野菜、肉、果物、武器、防具、アイテム――ありとあらゆるものが、この村を支えていた。
「この村はね、夜になる前にお店を閉めるの」
ハツキは誇らしげに言う。
「夕食は家族そろって食べるのが掟。例外は認めない! 家族は仲良く、ねっ♪」
「……さっきの門番は?」
「門番は街のギルドから雇ってる傭兵だよ。もちろん独り身の人だけ。交代制で六人。
他の四人は宿を使ってもらってる」
(……ハツキは、一人じゃなかった)
胸の奥で、ほっと息をつく。ヒジリはそう思いながら、問いを続けた。
「あとはどうするの?」
「ヒジリは宿に行って。この道をまっすぐ行けば分かるから。
それで、ボクの名前を言って、これを渡して」
差し出されたのは、小さな銅貨だった。
錆びつき、傷だらけの、年季を感じさせる一枚。
「ちがうちがう! ハツキはどうするのか聞きたかったの!!!」
「ボクは……行く所があるから」
「あたしも一緒に行っていい? 行きたい? てか、行く!!!」
デジャヴだった。
拒否権という概念が存在しないヒジリの圧が、再びのしかかる。
「わ、わかったよ……少し歩くけど、いい?」
「あたし全然ヨユーよ。なんなら抱っこしてあげようか?」
ハツキは少しだけ頬を赤らめ、小走りで高台へ向かう。
ヒジリはそれを、楽しそうに追いかけた。
「――着いたよ。

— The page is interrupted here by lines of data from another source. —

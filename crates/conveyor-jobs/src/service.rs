//! Service layer consumed by the external request surface.
//!
//! Controllers validate transport-level input and call these operations;
//! everything here speaks the unified error vocabulary (Validation,
//! Conflict, NotFound) so the surface can map outcomes to status codes.

use crate::cron::CronRule;
use crate::metrics;
use crate::queue::{QueueDepths, QueueIndex};
use chrono::{DateTime, Utc};
use conveyor_config::QueueConfig;
use conveyor_core::{
    ConveyorError, ConveyorResult, DeadLetterJob, Job, JobPriority, JobStatus, Schedule,
    WorkerRecord,
};
use conveyor_repository::{
    DeadLetterRepository, DeadLetterStats, JobRepository, ScheduleRepository, WorkerRepository,
};
use serde::{Deserialize, Serialize};
use serde_json::Value;
use std::collections::HashMap;
use std::sync::Arc;
use tracing::{debug, info};

/// Request to create a job.
#[derive(Debug, Clone, Deserialize)]
pub struct NewJob {
    pub name: String,
    pub job_type: String,
    pub payload: Value,
    #[serde(default)]
    pub priority: JobPriority,
    pub max_retries: Option<u32>,
    pub retry_delay_ms: Option<u64>,
    pub scheduled_at: Option<DateTime<Utc>>,
    pub webhook_url: Option<String>,
}

/// Aggregate view over the durable store and the queue index.
#[derive(Debug, Clone, Serialize)]
pub struct DashboardStats {
    pub jobs_by_status: HashMap<JobStatus, u64>,
    pub queue: QueueDepths,
    pub active_workers: u64,
}

/// Job-level operations.
pub struct JobService {
    jobs: Arc<dyn JobRepository>,
    workers: Arc<dyn WorkerRepository>,
    queue: Arc<dyn QueueIndex>,
    config: QueueConfig,
}

impl JobService {
    pub fn new(
        jobs: Arc<dyn JobRepository>,
        workers: Arc<dyn WorkerRepository>,
        queue: Arc<dyn QueueIndex>,
        config: QueueConfig,
    ) -> Self {
        Self {
            jobs,
            workers,
            queue,
            config,
        }
    }

    /// Creates a job and makes it visible to workers.
    ///
    /// The durable row is written first; only then is the id placed in the
    /// ready or delayed index and the status flipped to QUEUED.
    pub async fn create_job(&self, request: NewJob) -> ConveyorResult<Job> {
        if request.job_type.trim().is_empty() {
            return Err(ConveyorError::Validation(
                "job_type must not be empty".to_string(),
            ));
        }

        let retry_delay_ms = request
            .retry_delay_ms
            .unwrap_or(self.config.default_retry_delay_ms);
        if retry_delay_ms < self.config.min_retry_delay_ms {
            return Err(ConveyorError::Validation(format!(
                "retry_delay_ms must be at least {}",
                self.config.min_retry_delay_ms
            )));
        }

        let mut job = Job::new(request.name, request.job_type, request.payload);
        job.priority = request.priority;
        job.max_retries = request.max_retries.unwrap_or(self.config.default_max_retries);
        job.retry_delay_ms = retry_delay_ms;
        job.scheduled_at = request.scheduled_at;
        job.webhook_url = request.webhook_url;

        self.jobs.insert(&job).await?;

        let now = Utc::now();
        match job.scheduled_at {
            Some(fire_at) if fire_at > now => {
                self.queue
                    .enqueue_delayed(&job.id, fire_at, job.priority)
                    .await?;
            }
            _ => {
                self.queue.enqueue(&job.id, job.priority).await?;
            }
        }

        self.jobs.mark_queued(&job.id).await?;
        job.status = JobStatus::Queued;
        metrics::record_enqueued();

        info!(
            job_id = %job.id,
            job_type = %job.job_type,
            priority = %job.priority,
            delayed = job.scheduled_at.is_some_and(|at| at > now),
            "Job created"
        );

        Ok(job)
    }

    /// Loads a job by id.
    pub async fn get_job(&self, id: &str) -> ConveyorResult<Job> {
        self.jobs
            .find_by_id(id)
            .await?
            .ok_or_else(|| ConveyorError::not_found("job", id))
    }

    /// Lists jobs, optionally filtered by status.
    pub async fn list_jobs(
        &self,
        status: Option<JobStatus>,
        limit: u32,
        offset: u32,
    ) -> ConveyorResult<Vec<Job>> {
        Ok(self.jobs.list(status, limit, offset).await?)
    }

    /// Cancels a job that has not started running.
    ///
    /// The id may still sit in an index; workers discard references whose
    /// row is no longer dequeueable.
    pub async fn cancel_job(&self, id: &str) -> ConveyorResult<Job> {
        let job = self.get_job(id).await?;

        if !job.status.is_cancellable() {
            return Err(ConveyorError::Conflict(format!(
                "cannot cancel job in state {}",
                job.status
            )));
        }

        if !self.jobs.cancel(id).await? {
            // Raced with a worker between the read and the write.
            return Err(ConveyorError::Conflict(
                "job state changed during cancellation".to_string(),
            ));
        }

        debug!(job_id = %id, "Job cancelled");
        self.get_job(id).await
    }

    /// Aggregate statistics for dashboards and the metrics surface.
    pub async fn stats(&self) -> ConveyorResult<DashboardStats> {
        let jobs_by_status = self.jobs.count_by_status().await?;
        let queue = self.queue.stats().await.map_err(ConveyorError::from)?;
        let active_workers = self.workers.count_active().await?;

        metrics::record_queue_depths(&queue);

        Ok(DashboardStats {
            jobs_by_status,
            queue,
            active_workers,
        })
    }

    /// Lists all worker registrations.
    pub async fn list_workers(&self) -> ConveyorResult<Vec<WorkerRecord>> {
        Ok(self.workers.list().await?)
    }

    /// Deletes terminal jobs older than the cutoff.
    pub async fn purge_completed(&self, cutoff: DateTime<Utc>) -> ConveyorResult<u64> {
        let purged = self.jobs.purge_terminal_older_than(cutoff).await?;
        if purged > 0 {
            info!(count = purged, "Purged terminal jobs");
        }
        Ok(purged)
    }
}

/// Request to create a schedule.
#[derive(Debug, Clone, Deserialize)]
pub struct NewSchedule {
    pub name: String,
    pub cron_expr: String,
    #[serde(default = "default_timezone")]
    pub timezone: String,
    pub job_type: String,
    pub job_payload: Value,
    #[serde(default)]
    pub job_priority: JobPriority,
    #[serde(default = "default_enabled")]
    pub enabled: bool,
}

fn default_timezone() -> String {
    "UTC".to_string()
}

fn default_enabled() -> bool {
    true
}

/// Partial schedule update; `None` fields are left unchanged.
#[derive(Debug, Clone, Default, Deserialize)]
pub struct ScheduleUpdate {
    pub name: Option<String>,
    pub cron_expr: Option<String>,
    pub timezone: Option<String>,
    pub job_type: Option<String>,
    pub job_payload: Option<Value>,
    pub job_priority: Option<JobPriority>,
}

/// Schedule template operations.
pub struct ScheduleService {
    schedules: Arc<dyn ScheduleRepository>,
    jobs: Arc<dyn JobRepository>,
    queue: Arc<dyn QueueIndex>,
    config: QueueConfig,
}

impl ScheduleService {
    pub fn new(
        schedules: Arc<dyn ScheduleRepository>,
        jobs: Arc<dyn JobRepository>,
        queue: Arc<dyn QueueIndex>,
        config: QueueConfig,
    ) -> Self {
        Self {
            schedules,
            jobs,
            queue,
            config,
        }
    }

    /// Creates a schedule. The cron rule is validated and the first firing
    /// computed before anything is stored.
    pub async fn create_schedule(&self, request: NewSchedule) -> ConveyorResult<Schedule> {
        let rule = CronRule::parse(&request.cron_expr, &request.timezone)
            .map_err(ConveyorError::from)?;

        let mut schedule = Schedule::new(
            request.name,
            request.cron_expr,
            request.timezone,
            request.job_type,
            request.job_payload,
            request.job_priority,
        );
        schedule.enabled = request.enabled;
        schedule.next_run_at = if request.enabled {
            rule.next_after(Utc::now())
        } else {
            None
        };

        self.schedules.insert(&schedule).await?;
        info!(
            schedule_id = %schedule.id,
            name = %schedule.name,
            cron_expr = %schedule.cron_expr,
            next_run_at = ?schedule.next_run_at,
            "Schedule created"
        );

        Ok(schedule)
    }

    pub async fn get_schedule(&self, id: &str) -> ConveyorResult<Schedule> {
        self.schedules
            .find_by_id(id)
            .await?
            .ok_or_else(|| ConveyorError::not_found("schedule", id))
    }

    pub async fn list_schedules(&self, limit: u32, offset: u32) -> ConveyorResult<Vec<Schedule>> {
        Ok(self.schedules.list(limit, offset).await?)
    }

    /// Applies a partial update. Any rule change re-validates the cron
    /// expression and recomputes the next firing.
    pub async fn update_schedule(
        &self,
        id: &str,
        update: ScheduleUpdate,
    ) -> ConveyorResult<Schedule> {
        let mut schedule = self.get_schedule(id).await?;

        if let Some(name) = update.name {
            schedule.name = name;
        }
        if let Some(cron_expr) = update.cron_expr {
            schedule.cron_expr = cron_expr;
        }
        if let Some(timezone) = update.timezone {
            schedule.timezone = timezone;
        }
        if let Some(job_type) = update.job_type {
            schedule.job_type = job_type;
        }
        if let Some(job_payload) = update.job_payload {
            schedule.job_payload = job_payload;
        }
        if let Some(job_priority) = update.job_priority {
            schedule.job_priority = job_priority;
        }

        let rule = CronRule::parse(&schedule.cron_expr, &schedule.timezone)
            .map_err(ConveyorError::from)?;
        if schedule.enabled {
            schedule.next_run_at = rule.next_after(Utc::now());
        }
        schedule.updated_at = Utc::now();

        self.schedules.update(&schedule).await?;
        Ok(schedule)
    }

    pub async fn delete_schedule(&self, id: &str) -> ConveyorResult<()> {
        if !self.schedules.delete(id).await? {
            return Err(ConveyorError::not_found("schedule", id));
        }
        info!(schedule_id = %id, "Schedule deleted");
        Ok(())
    }

    /// Enables the schedule and computes its next firing.
    pub async fn enable_schedule(&self, id: &str) -> ConveyorResult<Schedule> {
        let mut schedule = self.get_schedule(id).await?;
        let rule = CronRule::parse(&schedule.cron_expr, &schedule.timezone)
            .map_err(ConveyorError::from)?;

        schedule.enabled = true;
        schedule.next_run_at = rule.next_after(Utc::now());
        schedule.updated_at = Utc::now();

        self.schedules.update(&schedule).await?;
        Ok(schedule)
    }

    /// Disables the schedule; a disabled schedule has no next firing.
    pub async fn disable_schedule(&self, id: &str) -> ConveyorResult<Schedule> {
        let mut schedule = self.get_schedule(id).await?;
        schedule.disable();
        self.schedules.update(&schedule).await?;
        Ok(schedule)
    }

    /// Creates and enqueues one job from the template immediately, without
    /// touching the firing state.
    pub async fn trigger_now(&self, id: &str) -> ConveyorResult<Job> {
        let schedule = self.get_schedule(id).await?;

        let mut job = Job::new(
            format!("{} (scheduled)", schedule.name),
            schedule.job_type.clone(),
            schedule.job_payload.clone(),
        );
        job.priority = schedule.job_priority;
        job.max_retries = self.config.default_max_retries;
        job.retry_delay_ms = self.config.default_retry_delay_ms;
        job.schedule_id = Some(schedule.id.clone());

        self.jobs.insert(&job).await?;
        self.queue
            .enqueue(&job.id, job.priority)
            .await
            .map_err(ConveyorError::from)?;
        self.jobs.mark_queued(&job.id).await?;
        job.status = JobStatus::Queued;
        metrics::record_enqueued();

        info!(schedule_id = %id, job_id = %job.id, "Schedule triggered manually");
        Ok(job)
    }

    /// Previews the next firings without mutating anything.
    pub async fn preview_next_runs(
        &self,
        id: &str,
        count: usize,
    ) -> ConveyorResult<Vec<DateTime<Utc>>> {
        let schedule = self.get_schedule(id).await?;
        let rule = CronRule::parse(&schedule.cron_expr, &schedule.timezone)
            .map_err(ConveyorError::from)?;
        Ok(rule.upcoming(Utc::now(), count))
    }
}

/// Dead-letter archive operations.
pub struct DeadLetterService {
    dead_letters: Arc<dyn DeadLetterRepository>,
    jobs: Arc<dyn JobRepository>,
    queue: Arc<dyn QueueIndex>,
    config: QueueConfig,
}

impl DeadLetterService {
    pub fn new(
        dead_letters: Arc<dyn DeadLetterRepository>,
        jobs: Arc<dyn JobRepository>,
        queue: Arc<dyn QueueIndex>,
        config: QueueConfig,
    ) -> Self {
        Self {
            dead_letters,
            jobs,
            queue,
            config,
        }
    }

    pub async fn get(&self, id: &str) -> ConveyorResult<DeadLetterJob> {
        self.dead_letters
            .find_by_id(id)
            .await?
            .ok_or_else(|| ConveyorError::not_found("dead_letter_job", id))
    }

    pub async fn list(&self, limit: u32, offset: u32) -> ConveyorResult<Vec<DeadLetterJob>> {
        Ok(self.dead_letters.list(limit, offset).await?)
    }

    pub async fn stats(&self) -> ConveyorResult<DeadLetterStats> {
        Ok(self.dead_letters.stats().await?)
    }

    /// Retries an archived job: a fresh job is created from the frozen
    /// template and the archive entry is consumed.
    pub async fn retry(&self, id: &str) -> ConveyorResult<Job> {
        let entry = self.get(id).await?;

        let mut job = Job::new(
            entry.job_name.clone(),
            entry.job_type.clone(),
            entry.job_payload.clone(),
        );
        job.priority = entry.job_priority;
        job.max_retries = self.config.default_max_retries;
        job.retry_delay_ms = self.config.default_retry_delay_ms;

        self.jobs.insert(&job).await?;
        self.queue
            .enqueue(&job.id, job.priority)
            .await
            .map_err(ConveyorError::from)?;
        self.jobs.mark_queued(&job.id).await?;
        job.status = JobStatus::Queued;
        metrics::record_enqueued();

        // Consume the archive entry and its index mirror.
        self.queue
            .remove_from_dlq(&entry.original_job_id)
            .await
            .map_err(ConveyorError::from)?;
        self.dead_letters.delete(id).await?;

        info!(
            dlq_id = %id,
            original_job_id = %entry.original_job_id,
            new_job_id = %job.id,
            "Dead-letter job retried"
        );

        Ok(job)
    }

    /// Deletes an archive entry and its index mirror.
    pub async fn delete(&self, id: &str) -> ConveyorResult<()> {
        let entry = self.get(id).await?;

        self.queue
            .remove_from_dlq(&entry.original_job_id)
            .await
            .map_err(ConveyorError::from)?;

        if !self.dead_letters.delete(id).await? {
            return Err(ConveyorError::not_found("dead_letter_job", id));
        }
        info!(dlq_id = %id, "Dead-letter job deleted");
        Ok(())
    }
}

綺麗でしょ?」
視界が開ける。
そこからは、村全体が一望できた。
「ここが、ボクの大事な場所。
帰ってきたら、最初に来る場所なんだ」
そこにあったのは、一基の墓石だった。
夕陽に照らされ、墓石は紅色に染まる。
刻まれた文字が、静かに浮かび上がった。
――ハル=サンブライト
――フェーリア=サンブライト
ハツキは静かにしゃがみ込み、手を合わせる。
目を閉じ、その小さな胸に想いを宿して。
「お父さん、お母さん。
ボクは今日も、無事に戻って参りました。
いつも見守ってくれて、ありがとうございます」
その背中を、ヒジリは黙って見つめていた。
気づけば、頬を一筋の涙が伝っている。
夕陽に染まり、真っ赤になった涙。
(ごめんなさい……ごめんなさい……)
謝罪の言葉だけが、頭の中を埋め尽くす。
「……どうしたの、ヒジリ?」
不意に声をかけられ、ヒジリは慌てて涙を拭った。
「あたしも……手を合わせていいかな?」
「いいの? ありがとう♪」
墓石の前にしゃがみ込み、ヒジリは深く手を合わせる。
「あたしに、手を合わせる資格は無いのかもしれません。
でも……誓わせてください。
あなたたちの大事な息子さんは、あたしが必ず護ります。
命に代えても――!」
そう誓い、顔を上げる。
もう一度、墓石に刻まれた名前を見て――
「……えぇぇぇぇぇぇっ!!!!!」
その叫びに、ハツキが飛び上がった。
「ハツキ……あなた、サンブライトの一族なの!?」
「そうだけど?」
「なんで言わないのよ!」
「聞かれてないし。
それに、あんまり言うものでもないでしょ?」
「じゃあ……もしかして、この村って……」
「そうだよ♪」
夕焼けの中、ハツキは無邪気に微笑った。